WHAT IS BEING ASKED ->
Go line by line through the entries below and copy those containing the string "DateTime".
*****
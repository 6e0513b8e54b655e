//! Per-platform post snapshots with TTL-gated, coalesced refresh.
//!
//! Each configured platform gets one slot holding the last good snapshot.
//! A successful fetch replaces the snapshot wholesale and persists it; a
//! failed fetch leaves the previous snapshot intact so search keeps
//! serving stale-but-available data.
//!
//! Concurrent refreshes of the same platform coalesce on a per-slot fetch
//! gate: one caller does the network work, everyone waiting behind it
//! inherits the outcome, success or failure, without a second fetch.

use chrono::{DateTime, Utc};
use std::sync::{PoisonError, RwLock};

use crate::config::{Config, PlatformConfig, PlatformKind};
use crate::posts::{PlatformState, Post};
use crate::sources::{self, SourceAdapter};
use crate::storage::StorageManager;

#[derive(Debug, thiserror::Error)]
pub enum StoreError {
    #[error("unknown platform '{0}'")]
    UnknownPlatform(String),

    #[error("fetch failed for '{platform}': {reason}")]
    Fetch { platform: String, reason: String },

    #[error("storage error: {0}")]
    Storage(#[from] std::io::Error),

    #[error("snapshot serialization error: {0}")]
    Snapshot(String),
}

/// What a refresh call actually did.
#[derive(Debug)]
pub enum RefreshResult {
    /// A fetch ran and the snapshot was replaced.
    Refreshed(Vec<Post>),
    /// The snapshot was within TTL, or a concurrent caller just fetched it.
    Fresh(Vec<Post>),
}

/// Status view of one platform slot.
#[derive(Debug, Clone, serde::Serialize)]
pub struct PlatformInfo {
    pub name: String,
    pub platform: PlatformKind,
    pub url: String,
    #[serde(skip_serializing_if = "Option::is_none")]
    pub last_fetched_at: Option<DateTime<Utc>>,
    pub post_count: usize,
}

/// Completed fetch attempt, used by gate waiters to inherit the outcome.
#[derive(Debug, Clone)]
struct FetchAttempt {
    at: DateTime<Utc>,
    error: Option<String>,
}

struct PlatformSlot {
    config: PlatformConfig,
    adapter: Box<dyn SourceAdapter>,
    state: RwLock<PlatformState>,
    fetch_gate: tokio::sync::Mutex<()>,
    last_attempt: RwLock<Option<FetchAttempt>>,
}

pub struct PostStore {
    slots: Vec<PlatformSlot>,
    storage: Box<dyn StorageManager>,
    max_posts: usize,
    ttl: chrono::Duration,
}

impl PostStore {
    pub fn new(config: &Config, storage: Box<dyn StorageManager>) -> Self {
        let adapters = config
            .platforms
            .iter()
            .map(|p| sources::adapter_for(p.platform))
            .collect();
        Self::build(config, storage, adapters)
    }

    /// Construct a store with injected adapters, paired with the
    /// configured platforms in order.
    #[cfg(test)]
    pub fn with_adapters(
        config: &Config,
        storage: Box<dyn StorageManager>,
        adapters: Vec<Box<dyn SourceAdapter>>,
    ) -> Self {
        assert_eq!(config.platforms.len(), adapters.len());
        Self::build(config, storage, adapters)
    }

    fn build(
        config: &Config,
        storage: Box<dyn StorageManager>,
        adapters: Vec<Box<dyn SourceAdapter>>,
    ) -> Self {
        let slots = config
            .platforms
            .iter()
            .cloned()
            .zip(adapters)
            .map(|(platform, adapter)| {
                let state = load_snapshot(storage.as_ref(), &platform.name);
                PlatformSlot {
                    config: platform,
                    adapter,
                    state: RwLock::new(state),
                    fetch_gate: tokio::sync::Mutex::new(()),
                    last_attempt: RwLock::new(None),
                }
            })
            .collect();

        Self {
            slots,
            storage,
            max_posts: config.max_posts,
            ttl: config.ttl(),
        }
    }

    pub fn platform_names(&self) -> Vec<String> {
        self.slots.iter().map(|s| s.config.name.clone()).collect()
    }

    pub fn platforms(&self) -> Vec<PlatformInfo> {
        self.slots
            .iter()
            .map(|slot| {
                let state = read(&slot.state);
                PlatformInfo {
                    name: slot.config.name.clone(),
                    platform: slot.config.platform,
                    url: slot.config.url.clone(),
                    last_fetched_at: state.last_fetched_at,
                    post_count: state.posts.len(),
                }
            })
            .collect()
    }

    /// Posts for one platform, in feed order.
    pub fn posts_for(&self, platform_name: &str) -> Result<Vec<Post>, StoreError> {
        let slot = self.slot(platform_name)?;
        Ok(read(&slot.state).posts.clone())
    }

    /// Every cached post, platforms in configured order.
    pub fn all_posts(&self) -> Vec<Post> {
        self.slots
            .iter()
            .flat_map(|slot| read(&slot.state).posts.clone())
            .collect()
    }

    pub fn get(&self, post_id: &str) -> Option<Post> {
        self.slots.iter().find_map(|slot| {
            read(&slot.state)
                .posts
                .iter()
                .find(|p| p.id == post_id)
                .cloned()
        })
    }

    /// Bring the platform's snapshot up to date.
    ///
    /// Within TTL and not forced, this is a no-op returning the current
    /// snapshot. Otherwise one fetch runs per gate; callers that queued up
    /// behind an in-flight fetch inherit its result instead of fetching
    /// again.
    pub async fn refresh(
        &self,
        platform_name: &str,
        force: bool,
    ) -> Result<RefreshResult, StoreError> {
        let slot = self.slot(platform_name)?;

        if !force && !self.slot_is_stale(slot) {
            return Ok(RefreshResult::Fresh(read(&slot.state).posts.clone()));
        }

        let requested_at = Utc::now();
        let _gate = slot.fetch_gate.lock().await;

        // an attempt finished while we waited for the gate: inherit it
        if let Some(attempt) = read(&slot.last_attempt).clone() {
            if attempt.at >= requested_at {
                return match attempt.error {
                    None => Ok(RefreshResult::Fresh(read(&slot.state).posts.clone())),
                    Some(reason) => Err(StoreError::Fetch {
                        platform: slot.config.name.clone(),
                        reason,
                    }),
                };
            }
        }

        if !force && !self.slot_is_stale(slot) {
            return Ok(RefreshResult::Fresh(read(&slot.state).posts.clone()));
        }

        log::info!(
            "fetching '{}' ({}) from {}",
            slot.config.name,
            slot.config.platform,
            slot.config.url
        );

        let fetched = slot.adapter.fetch(&slot.config.url, self.max_posts).await;
        let now = Utc::now();

        match fetched {
            Ok(raw_posts) => {
                let posts: Vec<Post> = raw_posts
                    .into_iter()
                    .map(|raw| Post::from_raw(&slot.config.name, raw))
                    .collect();

                let new_state = PlatformState {
                    last_fetched_at: Some(now),
                    posts: posts.clone(),
                };

                // persist before swapping, so a storage failure leaves the
                // previous snapshot and its TTL untouched and the next
                // refresh retries the whole fetch
                if let Err(err) = self.persist_state(&slot.config.name, &new_state) {
                    *write(&slot.last_attempt) = Some(FetchAttempt {
                        at: now,
                        error: Some(err.to_string()),
                    });
                    log::warn!(
                        "failed to persist snapshot for '{}', keeping previous: {err}",
                        slot.config.name
                    );
                    return Err(err);
                }

                *write(&slot.state) = new_state;
                *write(&slot.last_attempt) = Some(FetchAttempt { at: now, error: None });

                log::info!("'{}' refreshed, {} posts", slot.config.name, posts.len());
                Ok(RefreshResult::Refreshed(posts))
            }
            Err(err) => {
                let reason = err.to_string();
                *write(&slot.last_attempt) = Some(FetchAttempt {
                    at: now,
                    error: Some(reason.clone()),
                });

                log::warn!(
                    "fetch failed for '{}', keeping previous snapshot: {reason}",
                    slot.config.name
                );
                Err(StoreError::Fetch {
                    platform: slot.config.name.clone(),
                    reason,
                })
            }
        }
    }

    fn slot(&self, platform_name: &str) -> Result<&PlatformSlot, StoreError> {
        self.slots
            .iter()
            .find(|s| s.config.name == platform_name)
            .ok_or_else(|| StoreError::UnknownPlatform(platform_name.to_string()))
    }

    fn slot_is_stale(&self, slot: &PlatformSlot) -> bool {
        match read(&slot.state).last_fetched_at {
            Some(fetched_at) => Utc::now() - fetched_at >= self.ttl,
            None => true,
        }
    }

    fn persist_state(&self, platform_name: &str, state: &PlatformState) -> Result<(), StoreError> {
        let data =
            serde_json::to_vec_pretty(state).map_err(|err| StoreError::Snapshot(err.to_string()))?;
        self.storage.write(&snapshot_ident(platform_name), &data)?;
        Ok(())
    }
}

/// Snapshot filename for a platform, name slugged to stay filesystem-safe.
fn snapshot_ident(platform_name: &str) -> String {
    let slug: String = platform_name
        .to_lowercase()
        .chars()
        .map(|c| if c.is_ascii_alphanumeric() { c } else { '-' })
        .collect();
    format!("posts-{slug}.json")
}

fn load_snapshot(storage: &dyn StorageManager, platform_name: &str) -> PlatformState {
    let ident = snapshot_ident(platform_name);
    if !storage.exists(&ident) {
        return PlatformState::default();
    }

    match storage
        .read(&ident)
        .map_err(|err| err.to_string())
        .and_then(|data| serde_json::from_slice(&data).map_err(|err| err.to_string()))
    {
        Ok(state) => state,
        Err(err) => {
            log::warn!("discarding unreadable snapshot for '{platform_name}': {err}");
            PlatformState::default()
        }
    }
}

fn read<T>(lock: &RwLock<T>) -> std::sync::RwLockReadGuard<'_, T> {
    lock.read().unwrap_or_else(PoisonError::into_inner)
}

fn write<T>(lock: &RwLock<T>) -> std::sync::RwLockWriteGuard<'_, T> {
    lock.write().unwrap_or_else(PoisonError::into_inner)
}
*****
RESULT BELOW ->
use chrono::{DateTime, Utc};
    pub last_fetched_at: Option<DateTime<Utc>>,
    at: DateTime<Utc>,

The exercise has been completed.